LA PUERTA DEL JARDÍN ESTABA CERRADA por dentro, a pesar de que Hubert había tenido cuidado de dejarla abierta cuando salieron a hacer las compras. Elsa y él se pararon en un lugar sombreado por los plátanos. Hacía mucho calor. Las copas de los árboles se mecían con indolencia por la ligera brisa y la brea del pavimento emitía oleadas de calor resplandecientes.

Se miraron en silencio. Hubert agarró la canasta de la compra por otro lado, pues tenía la palma pegajosa y marcada por las tiras de mimbre. Tendrían que rodear la cuadra para entrar por el frente.

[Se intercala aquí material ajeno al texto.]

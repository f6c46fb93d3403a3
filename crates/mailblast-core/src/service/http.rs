//! HTTP client for the remote campaign service

use super::{
    ApiEnvelope, CampaignService, DispatchRequest, DispatchResponse, FileUpload, SmtpConfig,
};
use async_trait::async_trait;
use mailblast_common::config::ServiceConfig;
use mailblast_common::types::{
    ConnectionCheck, Created, Diagnosis, HealthStatus, ImportedRecipients, NamedSenderProfile,
    NamedTemplate, NewSenderProfile, NewTemplate, UploadedAttachment,
};
use mailblast_common::{Error, Result};
use reqwest::multipart::{Form, Part};
use reqwest::{Client, RequestBuilder, Response};
use serde::de::DeserializeOwned;
use serde::Serialize;
use std::time::Duration;
use tracing::{debug, warn};

/// Campaign service reached over HTTP/JSON
pub struct HttpCampaignService {
    config: ServiceConfig,
    client: Client,
}

#[derive(Serialize)]
struct SmtpConfigBody<'a> {
    smtp_config: &'a SmtpConfig,
}

impl HttpCampaignService {
    /// Create a new client. A `timeout_secs` of 0 leaves requests unbounded.
    pub fn new(config: ServiceConfig) -> Result<Self> {
        let mut builder = Client::builder().user_agent(config.user_agent.clone());
        if config.timeout_secs > 0 {
            builder = builder.timeout(Duration::from_secs(config.timeout_secs));
        }

        let client = builder
            .build()
            .map_err(|e| Error::Config(format!("Failed to create HTTP client: {}", e)))?;

        Ok(Self { config, client })
    }

    pub fn config(&self) -> &ServiceConfig {
        &self.config
    }

    async fn send(&self, path: &str, request: RequestBuilder) -> Result<Response> {
        debug!(endpoint = %path, "Calling campaign service");

        let response = request.send().await.map_err(|e| {
            warn!(endpoint = %path, "Campaign service request failed: {}", e);
            Error::Transport(format!("{} request failed: {}", path, e))
        })?;

        if response.status().is_success() {
            return Ok(response);
        }

        // Error statuses may still carry an envelope with a usable message.
        let status = response.status();
        let body = response.bytes().await.unwrap_or_default();
        match serde_json::from_slice::<ApiEnvelope<serde_json::Value>>(&body) {
            Ok(envelope) if !envelope.success => {
                warn!(
                    endpoint = %path,
                    %status,
                    "Campaign service rejected request: {}",
                    envelope.message
                );
                Err(Error::RemoteRejection {
                    message: envelope.message,
                    hint: envelope.hint,
                })
            }
            _ => {
                warn!(endpoint = %path, %status, "Campaign service returned error status");
                Err(Error::Transport(format!("{} returned status {}", path, status)))
            }
        }
    }

    async fn envelope<T: DeserializeOwned>(
        &self,
        path: &str,
        request: RequestBuilder,
    ) -> Result<ApiEnvelope<T>> {
        let response = self.send(path, request).await?;

        let envelope: ApiEnvelope<T> = response.json().await.map_err(|e| {
            warn!(endpoint = %path, "Failed to parse campaign service response: {}", e);
            Error::Transport(format!("Failed to parse {} response: {}", path, e))
        })?;

        if !envelope.success {
            warn!(endpoint = %path, "Campaign service rejected request: {}", envelope.message);
        }
        Ok(envelope)
    }

    async fn call<T: DeserializeOwned>(&self, path: &str, request: RequestBuilder) -> Result<T> {
        self.envelope(path, request).await?.into_required(path)
    }

    fn get(&self, path: &str) -> RequestBuilder {
        self.client.get(self.config.endpoint(path))
    }

    fn post_json<B: Serialize + ?Sized>(&self, path: &str, body: &B) -> RequestBuilder {
        self.client.post(self.config.endpoint(path)).json(body)
    }

    fn post_file(&self, path: &str, file: FileUpload) -> RequestBuilder {
        let part = Part::bytes(file.bytes).file_name(file.filename);
        let form = Form::new().part("file", part);
        self.client.post(self.config.endpoint(path)).multipart(form)
    }

    fn delete(&self, path: &str) -> RequestBuilder {
        self.client.delete(self.config.endpoint(path))
    }
}

#[async_trait]
impl CampaignService for HttpCampaignService {
    async fn health(&self) -> Result<HealthStatus> {
        let path = "/health";
        let response = self.send(path, self.get(path)).await?;
        response
            .json()
            .await
            .map_err(|e| Error::Transport(format!("Failed to parse {} response: {}", path, e)))
    }

    async fn test_connection(&self, smtp: &SmtpConfig) -> Result<ConnectionCheck> {
        let path = "/test-connection";
        let envelope: ApiEnvelope<serde_json::Value> = self
            .envelope(path, self.post_json(path, &SmtpConfigBody { smtp_config: smtp }))
            .await?;

        Ok(ConnectionCheck {
            ok: envelope.success,
            message: envelope.message,
            hint: envelope.hint,
        })
    }

    async fn diagnose(&self, smtp: &SmtpConfig) -> Result<Diagnosis> {
        let path = "/diagnose";
        self.call(path, self.post_json(path, &SmtpConfigBody { smtp_config: smtp }))
            .await
    }

    async fn parse_import(&self, file: FileUpload) -> Result<ImportedRecipients> {
        let path = "/parse-excel";
        self.call(path, self.post_file(path, file)).await
    }

    async fn download_import_template(&self) -> Result<Vec<u8>> {
        let path = "/download-template";
        let response = self.send(path, self.get(path)).await?;
        let bytes = response
            .bytes()
            .await
            .map_err(|e| Error::Transport(format!("Failed to read {} response: {}", path, e)))?;
        Ok(bytes.to_vec())
    }

    async fn upload_attachment(&self, file: FileUpload) -> Result<UploadedAttachment> {
        let path = "/upload-attachment";
        self.call(path, self.post_file(path, file)).await
    }

    async fn list_templates(&self) -> Result<Vec<NamedTemplate>> {
        let path = "/templates";
        let envelope = self.envelope(path, self.get(path)).await?;
        Ok(envelope.into_data()?.unwrap_or_default())
    }

    async fn create_template(&self, template: &NewTemplate) -> Result<Created> {
        let path = "/templates";
        self.call(path, self.post_json(path, template)).await
    }

    async fn delete_template(&self, id: &str) -> Result<()> {
        let path = format!("/templates/{}", id);
        self.envelope::<serde_json::Value>(&path, self.delete(&path))
            .await?
            .into_data()?;
        Ok(())
    }

    async fn list_sender_profiles(&self) -> Result<Vec<NamedSenderProfile>> {
        let path = "/sender-configs";
        let envelope = self.envelope(path, self.get(path)).await?;
        Ok(envelope.into_data()?.unwrap_or_default())
    }

    async fn create_sender_profile(&self, profile: &NewSenderProfile) -> Result<Created> {
        let path = "/sender-configs";
        self.call(path, self.post_json(path, profile)).await
    }

    async fn delete_sender_profile(&self, id: &str) -> Result<()> {
        let path = format!("/sender-configs/{}", id);
        self.envelope::<serde_json::Value>(&path, self.delete(&path))
            .await?
            .into_data()?;
        Ok(())
    }

    async fn dispatch(&self, request: &DispatchRequest) -> Result<DispatchResponse> {
        let path = "/send-emails";
        let envelope: ApiEnvelope<DispatchResponse> =
            self.envelope(path, self.post_json(path, request)).await?;

        let message = envelope.message.clone();
        let mut response = envelope.into_required(path)?;
        if response.message.is_empty() {
            response.message = message;
        }
        Ok(response)
    }
}
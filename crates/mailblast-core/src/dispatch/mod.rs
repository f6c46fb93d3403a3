//! Dispatch Module - Hands a campaign to the mail-dispatch service as one batch

mod coordinator;

pub use coordinator::{DispatchCoordinator, DispatchOutcome};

Era una calle muy silenciosa. Las escuelas habían terminado clases el día anterior y casi todos los niños venían del otro lado de West Avenue. Pocos vivían en las casonas con terrazas que daban al parque, y quienes vivían en ellas asistían, en su mayoría, a internados. Durante el verano, muchos de ellos se iban a pasar las vacaciones junto al mar. De cualquier modo, bajo ninguna circunstancia se relacionarían con niños que asistían a escuelas del ayuntamiento.

Calles como Monmouth Terrace, Ipswich Terrace y Abergavenny tenían la típica apariencia desértica del verano. Hasta los perros echados a la sombra de las puertas de las casas pasaban prácticamente desapercibidos.